The quick turnaround assisted tilting the number of attendees in favor of the preemption legislation. Many Maine GCSA members were in attendance, including Jesse O’Brien, MGCSA pesticide affairs committee chair, and David and Jane D’Andrea. D’Andrea’s testimony was very important, as Sable Oaks GC in South Portland, Maine, is the only non-municipal golf facility currently covered by a town pesticide ban ordinance. A portion of his testimony tells the story:

“The property sits on about 100 acres of land in what is ultimately one of the most, if not the most developed area in the state. It is a lush and green habitat that is home for a surprising amount of wildlife. The birds and animals that live there are thriving and safe from all things including hunters, cars, and pesticides. The water that meanders through our property is clean and heavily monitored by the Long Creek Restoration group. The only opportunity that the City Council gave us to maintain our regular care of the course, which does include safe and proper use of some pesticides, is to become a Certified Audubon Sanctuary. This is a very involved and expensive task and much more complicated than it may sound. It is, however, likely that we will be able to achieve this designation by the end of the year 2018, thus enabling us to maintain the course properly.”
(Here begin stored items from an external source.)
use std::collections::HashMap;
use std::hash::Hash;

use generational_arena::{Arena, Index};

#[derive(Debug)]
struct Node<K> {
  key: K,
  weight: u64,
  newer: Option<Index>,
  older: Option<Index>,
}

/// A weighted recency list backed by an arena.
///
/// `newest` is the most recently pushed or touched key, `oldest` the next
/// candidate for eviction. All operations are O(1).
#[derive(Debug)]
pub(crate) struct LruList<K: Eq + Hash + Clone> {
  nodes: Arena<Node<K>>,
  lookup: HashMap<K, Index>,
  newest: Option<Index>,
  oldest: Option<Index>,
  total_weight: u64,
}

impl<K: Eq + Hash + Clone> LruList<K> {
  pub(crate) fn new() -> Self {
    Self {
      nodes: Arena::new(),
      lookup: HashMap::new(),
      newest: None,
      oldest: None,
      total_weight: 0,
    }
  }

  fn detach(&mut self, index: Index) {
    let (newer, older) = match self.nodes.get(index) {
      Some(node) => (node.newer, node.older),
      None => return,
    };
    match newer {
      Some(i) => self.nodes[i].older = older,
      None => self.newest = older,
    }
    match older {
      Some(i) => self.nodes[i].newer = newer,
      None => self.oldest = newer,
    }
  }

  fn attach_newest(&mut self, index: Index) {
    let previous = self.newest;
    self.nodes[index].older = previous;
    self.nodes[index].newer = None;
    match previous {
      Some(i) => self.nodes[i].newer = Some(index),
      None => self.oldest = Some(index),
    }
    self.newest = Some(index);
  }

  #[cfg(test)]
  pub(crate) fn contains(&self, key: &K) -> bool {
    self.lookup.contains_key(key)
  }

  #[cfg(test)]
  pub(crate) fn len(&self) -> usize {
    self.lookup.len()
  }

  #[cfg(test)]
  pub(crate) fn total_weight(&self) -> u64 {
    self.total_weight
  }

  /// Inserts `key` as the newest entry, or updates its weight and makes it
  /// the newest if already present.
  pub(crate) fn push(&mut self, key: K, weight: u64) {
    if let Some(&index) = self.lookup.get(&key) {
      let node = &mut self.nodes[index];
      self.total_weight = self.total_weight.saturating_sub(node.weight) + weight;
      node.weight = weight;
      self.touch(&key);
      return;
    }
    let index = self.nodes.insert(Node {
      key: key.clone(),
      weight,
      newer: None,
      older: None,
    });
    self.lookup.insert(key, index);
    self.total_weight += weight;
    self.attach_newest(index);
  }

  /// Updates the weight of a tracked key without changing its position.
  pub(crate) fn set_weight(&mut self, key: &K, weight: u64) -> bool {
    match self.lookup.get(key) {
      Some(&index) => {
        let node = &mut self.nodes[index];
        self.total_weight = self.total_weight.saturating_sub(node.weight) + weight;
        node.weight = weight;
        true
      }
      None => false,
    }
  }

  /// Marks `key` as the most recently used. Unknown keys are ignored.
  pub(crate) fn touch(&mut self, key: &K) {
    if let Some(&index) = self.lookup.get(key) {
      if self.newest != Some(index) {
        self.detach(index);
        self.attach_newest(index);
      }
    }
  }

  pub(crate) fn pop_oldest(&mut self) -> Option<(K, u64)> {
    let index = self.oldest?;
    let key = self.nodes.get(index)?.key.clone();
    let weight = self.remove(&key)?;
    Some((key, weight))
  }

  pub(crate) fn remove(&mut self, key: &K) -> Option<u64> {
    let index = self.lookup.remove(key)?;
    self.detach(index);
    let node = self.nodes.remove(index)?;
    self.total_weight = self.total_weight.saturating_sub(node.weight);
    Some(node.weight)
  }

  /// Pops the oldest entries until at least `weight_to_free` is released.
  pub(crate) fn pop_weight(&mut self, weight_to_free: u64) -> (Vec<K>, u64) {
    let mut victims = Vec::new();
    let mut freed = 0;
    while freed < weight_to_free {
      match self.pop_oldest() {
        Some((key, weight)) => {
          freed += weight;
          victims.push(key);
        }
        None => break,
      }
    }
    (victims, freed)
  }

  pub(crate) fn clear(&mut self) {
    self.nodes.clear();
    self.lookup.clear();
    self.newest = None;
    self.oldest = None;
    self.total_weight = 0;
  }

  /// Keys from newest to oldest.
  #[cfg(test)]
  pub(crate) fn keys(&self) -> Vec<K> {
    let mut keys = Vec::new();
    let mut current = self.newest;
    while let Some(index) = current {
      keys.push(self.nodes[index].key.clone());
      current = self.nodes[index].older;
    }
    keys
  }
}

#[cfg(test)]
mod tests {
  use super::*;

  #[test]
  fn push_orders_newest_first() {
    let mut list = LruList::new();
    list.push(10, 5);
    list.push(20, 2);
    assert_eq!(list.keys(), vec![20, 10], "newest item should be at the front");
    assert_eq!(list.total_weight(), 7);
    assert_eq!(list.len(), 2);
  }

  #[test]
  fn repush_updates_weight_and_recency() {
    let mut list = LruList::new();
    list.push(1, 10);
    list.push(2, 20);
    list.push(1, 5);
    assert_eq!(list.keys(), vec![1, 2]);
    assert_eq!(list.total_weight(), 25, "weight should be (30 - 10) + 5");
  }

  #[test]
  fn touch_moves_to_front_and_ignores_unknown() {
    let mut list = LruList::new();
    list.push(1, 1);
    list.push(2, 1);
    list.push(3, 1);
    list.touch(&1);
    list.touch(&99);
    assert_eq!(list.keys(), vec![1, 3, 2]);
  }

  #[test]
  fn pop_oldest_and_remove() {
    let mut list = LruList::new();
    list.push(1, 1);
    list.push(2, 2);
    list.push(3, 3);

    assert_eq!(list.pop_oldest(), Some((1, 1)));
    assert_eq!(list.remove(&3), Some(3));
    assert_eq!(list.remove(&3), None);
    assert_eq!(list.keys(), vec![2]);
    assert_eq!(list.total_weight(), 2);

    assert_eq!(list.pop_oldest(), Some((2, 2)));
    assert_eq!(list.pop_oldest(), None);
    assert!(list.keys().is_empty());
  }

  #[test]
  fn pop_weight_frees_at_least_requested() {
    let mut list = LruList::new();
    list.push(1, 1);
    list.push(2, 2);
    list.push(3, 3);

    let (victims, freed) = list.pop_weight(2);
    assert_eq!(victims, vec![1, 2]);
    assert_eq!(freed, 3);
    assert_eq!(list.keys(), vec![3]);

    list.clear();
    assert_eq!(list.pop_weight(10), (Vec::new(), 0));
    assert!(!list.contains(&3));
  }
}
The committee held two additional work sessions, where no further comments could be given.  Despite the best efforts of the attendees and public testimony (like D’Andrea’s) in favor of the legislation, Maine’s strong desire to preserve self-rule over state sanctions carried. The committee voted unanimously that the bill “ought not to pass.”

Maine GCSA vendor member Jesse O'Brien of DownEast Turf testifies in favor of state preemption of pesticide application.

With approximately 30 individual town ordinances covering pesticides to some degree, the failure of preemption and the persistence of ban advocates will no doubt continue to muddy the regulatory water. Just as likely, members of the Maine GCSA will fight for a seat at the table, engage where possible and stand by the environmental stewardship of the golf industry.